There are a lot of recipes for smoothies and juices out there, but it can be hard to figure out which techniques and ingredients to use. But if you keep to this guide, you’ll save yourself a lot of trouble.
First, choose your equipment. There are a lot of blenders, juicers, and smoothie-makers on the market, and it can be easy to feel confused. Keep in mind that blenders take whole foods and pulverize them into a puree or milkshake consistency, while juicers take only the moisture from fruits, vegetables, nuts, and seeds to create a liquid drink. By and large, it’s better for you to consume at least some of the fibre from these plants, so if you do pick a juicer, pick one with changeable filters that allows you to get some of the solid matter.
- The Sweethome recommends the Vitamix Pro 300blender for smoothies. It’s pricy, but it carries a 7-year warranty and mixes at such powerful speeds that you can make hot soup by dumping in raw vegetables and broth and pushing a button.It does great work on frozen fruit, which is essential for smoothies.

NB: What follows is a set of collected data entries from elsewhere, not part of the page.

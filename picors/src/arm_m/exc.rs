//! The ARMv6-M exception table: the architecturally defined first sixteen words
//! of the vector table.

use static_assertions::const_assert_eq;

use crate::arm_m::trap;

/// ARMv6-M interrupt and exception handlers are merely functions conforming to
/// the C ABI.  The processor stacks the caller-saved registers itself, so no
/// special prologue is needed.
///
/// A handler for an edge-triggered source must clear that source before it
/// returns.  If it doesn't, the interrupt is still pending on exception return
/// and the handler is entered again immediately; nothing here can detect that.
pub type Handler = extern "C" fn();

/// The reset vector is special: it must not return.  We model this in the type
/// system as a diverging function.  It is also `unsafe`, because it runs before
/// `.data` and `.bss` are initialized, and calling it from a running program
/// would wipe out every static.
pub type ResetHandler = unsafe extern "C" fn() -> !;

/// Number of words in the architectural part of the vector table.
pub const EXCEPTION_COUNT: usize = 16;

/// Represents the ARMv6-M exception table.
///
/// Bindable vectors use the `Handler` type, which is a function pointer and can
/// never be null, so a slot cannot be left dispatching into address zero.
/// Entries the architecture reserves are `Option<Handler>` and are `None` in
/// every table built here; they are `pub` only so that functional record
/// update works from outside this module.
///
/// On the -M profile the vector table has two parts: the exception vectors
/// (described here), immediately followed by the vendor-specific interrupt
/// vectors handled through the NVIC.  See `rp2040::vectors::VectorTable` for
/// the concatenation.
#[repr(C)]
pub struct ExceptionTable {
    /// ARMv6-M processors load their initial stack pointer from the first word
    /// of the vector table.  This will be the contents of `sp` on entry to
    /// `reset` below.
    ///
    /// ARM uses a "full descending" stack, so the initial `sp` usually points
    /// just past the end of RAM.  We model it as a `const` pointer to
    /// discourage dereferencing it.
    pub initial_stack: *const u32,

    /// Reset vector.  At reset, the processor loads its stack pointer from
    /// `initial_stack` and then enters this function using the AAPCS C ABI.
    pub reset: ResetHandler,

    /// Non-Maskable Interrupt handler.
    pub nmi:          Handler,
    /// Hard Fault handler.  ARMv6-M has no configurable faults; every fault
    /// escalates here.
    pub hard_fault:   Handler,
    pub _reserved0:   [Option<Handler>; 7],
    /// Supervisor Call (`SVC`) handler.
    pub sv_call:      Handler,
    pub _reserved1:   [Option<Handler>; 2],
    /// PendSV handler.
    pub pend_sv:      Handler,
    /// SysTick handler.
    pub sys_tick:     Handler,
}

/// An exception table with the stack pointer and reset vector filled in, and
/// every other bindable vector bound to `trap::default_handler`.  Applications
/// override individual vectors with functional record update syntax:
///
/// ```
/// use picors::arm_m::exc::{self, ExceptionTable};
/// # extern "C" fn my_hard_fault() {}
/// # unsafe extern "C" fn reset() -> ! { loop {} }
/// # static STACK: u32 = 0;
///
/// let table = ExceptionTable {
///     hard_fault: my_hard_fault,
///     .. exc::default_exception_table(&STACK, reset)
/// };
/// # let _ = table;
/// ```
pub const fn default_exception_table(initial_stack: *const u32,
                                     reset: ResetHandler) -> ExceptionTable {
    ExceptionTable {
        initial_stack,
        reset,

        nmi: trap::default_handler,
        hard_fault: trap::default_handler,
        _reserved0: [None; 7],
        sv_call: trap::default_handler,
        _reserved1: [None; 2],
        pend_sv: trap::default_handler,
        sys_tick: trap::default_handler,
    }
}

/// The table is placed in ROM and read by hardware only.  The raw stack
/// pointer keeps the compiler from deriving `Sync`; it is never dereferenced.
unsafe impl Sync for ExceptionTable {}

/// Names the bindable ARMv6-M exceptions by their vector number.
#[derive(Copy, Clone, Debug, Eq, PartialEq)]
pub enum Exception {
    Nmi = 2,
    HardFault = 3,
    SvCall = 11,
    PendSv = 14,
    SysTick = 15,
}

impl Exception {
    pub const ALL: [Exception; 5] = [
        Exception::Nmi,
        Exception::HardFault,
        Exception::SvCall,
        Exception::PendSv,
        Exception::SysTick,
    ];

    /// Index of this exception's entry in the vector table.
    pub const fn vector_index(self) -> usize {
        self as usize
    }

    pub const fn name(self) -> &'static str {
        match self {
            Exception::Nmi => "NMI",
            Exception::HardFault => "HardFault",
            Exception::SvCall => "SVCall",
            Exception::PendSv => "PendSV",
            Exception::SysTick => "SysTick",
        }
    }
}

const WORD: usize = core::mem::size_of::<usize>();

const_assert_eq!(core::mem::size_of::<ExceptionTable>(), EXCEPTION_COUNT * WORD);
const_assert_eq!(core::mem::offset_of!(ExceptionTable, reset), WORD);
const_assert_eq!(core::mem::offset_of!(ExceptionTable, nmi),
                 Exception::Nmi as usize * WORD);
const_assert_eq!(core::mem::offset_of!(ExceptionTable, hard_fault),
                 Exception::HardFault as usize * WORD);
const_assert_eq!(core::mem::offset_of!(ExceptionTable, sv_call),
                 Exception::SvCall as usize * WORD);
const_assert_eq!(core::mem::offset_of!(ExceptionTable, pend_sv),
                 Exception::PendSv as usize * WORD);
const_assert_eq!(core::mem::offset_of!(ExceptionTable, sys_tick),
                 Exception::SysTick as usize * WORD);

#[cfg(test)]
mod tests {
    use super::*;

    static STACK: u32 = 0;

    unsafe extern "C" fn test_reset() -> ! {
        panic!("reset is never called from tests")
    }

    extern "C" fn fault() {}

    fn words(t: &ExceptionTable) -> [usize; EXCEPTION_COUNT] {
        unsafe { core::mem::transmute_copy(t) }
    }

    #[test]
    fn default_table_binds_everything_to_the_trap() {
        let t = default_exception_table(&STACK, test_reset);
        let w = words(&t);
        let trap = trap::default_handler as usize;

        assert_eq!(w[0], &STACK as *const u32 as usize);
        assert_eq!(w[1], test_reset as usize);
        for e in Exception::ALL {
            assert_eq!(w[e.vector_index()], trap, "{}", e.name());
        }
        for reserved in (4..=10).chain(12..=13) {
            assert_eq!(w[reserved], 0, "entry {}", reserved);
        }
    }

    #[test]
    fn override_replaces_only_its_own_slot() {
        let t = ExceptionTable {
            hard_fault: fault,
            .. default_exception_table(&STACK, test_reset)
        };
        let w = words(&t);

        assert_eq!(w[Exception::HardFault.vector_index()], fault as usize);
        assert_eq!(w[Exception::Nmi.vector_index()],
                   trap::default_handler as usize);
        assert_eq!(w[Exception::SysTick.vector_index()],
                   trap::default_handler as usize);
    }
}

- For a less expensive but still powerful option, consider the Nutribullet, which promises to “extract” the maximum amount of nutrition from whole foods. The standard Nutribullet recipe includes a cup of dark leafy greens, a half cup of frozen fruit, a tablespoon of nuts or seeds, and enough water, juice, milk, or yogurt to fill the blender cup. Like most other blenders, it can be used to make salsa, guacamole, hummus, mayonnaise, etc.
- If you’re more interested in juicers, the Omega 8003 is a powerful option with easy clean-up and changeable filters which allow more fibre to make it through.
So, are you looking for a recipe that takes advantage of winter’s unique bounty of produce? Try ours on for size:
1 cup kale, de-stemmed
1 blood orange, peeled and roughly segmented
1 T ginger, peeled and roughly chopped
1 t chia seeds
1.5 cups water, juice, yogurt, soy milk, almond milk, or liquid of your choice
Depending on the liquid you choose, you can include more or less protein, or make the drink completely vegan or hypo-allergenic. Play around with it, and enjoy that kick of nutrition in the morning!